The effects of the LMD process parameters and the thermo-mechanical stress caused by the brake test can also influence the arrangement and structure of the material.

The preferential orientation of the grains in a polycrystalline material, also called texture, and the graphical representation of the crystallographic texture, also called pole Figure, can provide a clear explanation for the variation of the material properties. On the one hand, a strong texture can increase the anisotropic properties of the material, which means that the mechanical properties of the layered material become direction dependent [11,12].

Through a meticulous examination of the texture both before and after the brake test, it becomes possible to ascertain the extent to which the mechanical load and the resultant heat influence the grain orientation. Changes in texture could be indicative of plastic deformation or texture development due to thermal effects [13,14]. Changes in the pole Figures may indicate a reorientation of the grains or the formation of new texture components [15].

Before the brake test, a comprehensive examination of the microstructure, texture, and pole Figures of the material is imperative to establish a baseline for the subsequent analysis and to validate the quality and homogeneity of the coating produced [16]. After the brake test, it is essential to re-examine the properties to assess the effects of the mechanical load and heat generated on the material. These investigations can provide information on how the material character changes under real operating conditions. In particular, they can help to identify wear mechanisms, thermal effects and plastic deformation. This information is essential for optimizing LMD process parameters and improving the performance and life of the coatings produced. By combining the pre and post brake test results, valuable insights can be gained that will contribute to the development of more robust and efficient components [17].

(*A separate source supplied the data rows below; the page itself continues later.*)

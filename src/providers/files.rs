//! Files provider: symlinks and written files
//!
//! ```yaml
//! files:
//!   links:
//!     - { source: zsh/.zshrc, target: ~/.zshrc, after: [brew:formula:zsh] }
//!   write:
//!     - { path: ~/.config/git/ignore, content: ".DS_Store\n" }
//! ```
//!
//! Relative sources and paths resolve against the configuration directory.
//! Both step kinds snapshot their path before applying and can be rolled
//! back.

use anyhow::{Context, Result, bail};
use declarative::{
    BoxedStep, CompileContext, Diff, ExplainContext, Explanation, FileSnapshot, Provider,
    Revertible, RunContext, Step, StepId, StepStatus, Undo,
};
use serde::Deserialize;
use std::fs;
use std::path::{Path, PathBuf};

use super::{parse_after, push_unique};
use crate::paths;

pub const SECTION: &str = "files";
const ID_PREFIX: &str = "file";

#[derive(Debug, Default, Deserialize)]
#[serde(default, deny_unknown_fields)]
struct FilesSection {
    links: Vec<LinkEntry>,
    write: Vec<WriteEntry>,
}

#[derive(Debug, Deserialize)]
#[serde(deny_unknown_fields)]
struct LinkEntry {
    source: String,
    target: String,
    #[serde(default)]
    after: Vec<String>,
}

#[derive(Debug, Deserialize)]
#[serde(deny_unknown_fields)]
struct WriteEntry {
    path: String,
    content: String,
    #[serde(default)]
    after: Vec<String>,
}

pub struct FilesProvider;

impl Provider for FilesProvider {
    fn name(&self) -> &str {
        SECTION
    }

    fn compile(&self, ctx: &CompileContext<'_>) -> Result<Vec<BoxedStep>> {
        let section: FilesSection = ctx.decode(SECTION)?;
        let root = ctx.config_root();
        let mut steps: Vec<BoxedStep> = Vec::new();

        for link in section.links {
            let id = StepId::from_parts(ID_PREFIX, "link", &link.target)?;
            let mut depends_on = Vec::new();
            push_unique(&mut depends_on, parse_after(id.as_str(), &link.after)?);
            steps.push(Box::new(LinkStep {
                id,
                source: paths::resolve(&link.source, root),
                target: paths::resolve(&link.target, root),
                depends_on,
            }));
        }

        for file in section.write {
            let id = StepId::from_parts(ID_PREFIX, "write", &file.path)?;
            let mut depends_on = Vec::new();
            push_unique(&mut depends_on, parse_after(id.as_str(), &file.after)?);
            steps.push(Box::new(WriteStep {
                id,
                path: paths::resolve(&file.path, root),
                content: file.content,
                depends_on,
            }));
        }

        Ok(steps)
    }
}

/// What currently sits at a link target
#[derive(Debug, PartialEq, Eq)]
enum LinkState {
    Missing,
    Correct,
    WrongTarget(PathBuf),
    /// A regular file or directory; never replaced
    Occupied,
}

#[derive(Debug)]
pub struct LinkStep {
    id: StepId,
    source: PathBuf,
    target: PathBuf,
    depends_on: Vec<StepId>,
}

This study focuses on the microstructure and EBSD analysis of a two-layer 316L coating produced by LMD. EBSD is employed as the primary analytical method to obtain detailed information on grain orientation, grain boundary characteristics, and phase distribution [18]. Previous research has shown that the microstructure and mechanical properties of 316L stainless steel can be significantly influenced by the LMD process parameters [19]. Additionally, the presented study utilizes a brake shock corrosion test, which the durability and performance of brake components under conditions that simulate real-world exposure to corrosive environments and mechanical shock assesses. The aim of this work is to gain a deeper understanding of the microstructure-property relationships in 316L coatings and to evaluate the effects of LMD process parameters on the resulting microstructure before and after a brake shock corrosion test. By combining microstructural analysis and EBSD data should provide insights that can help optimize LMD processes and improve the material properties of 316L stainless steel [20].

2. Materials and Methods

The objective of this study was to investigate the feasibility of laser cladding grey cast iron (GJL) 150 with distinct stainless steel alloy, namely 316L, in conjunction with WC particles. A multilayer cladding system was employed to produce the samples.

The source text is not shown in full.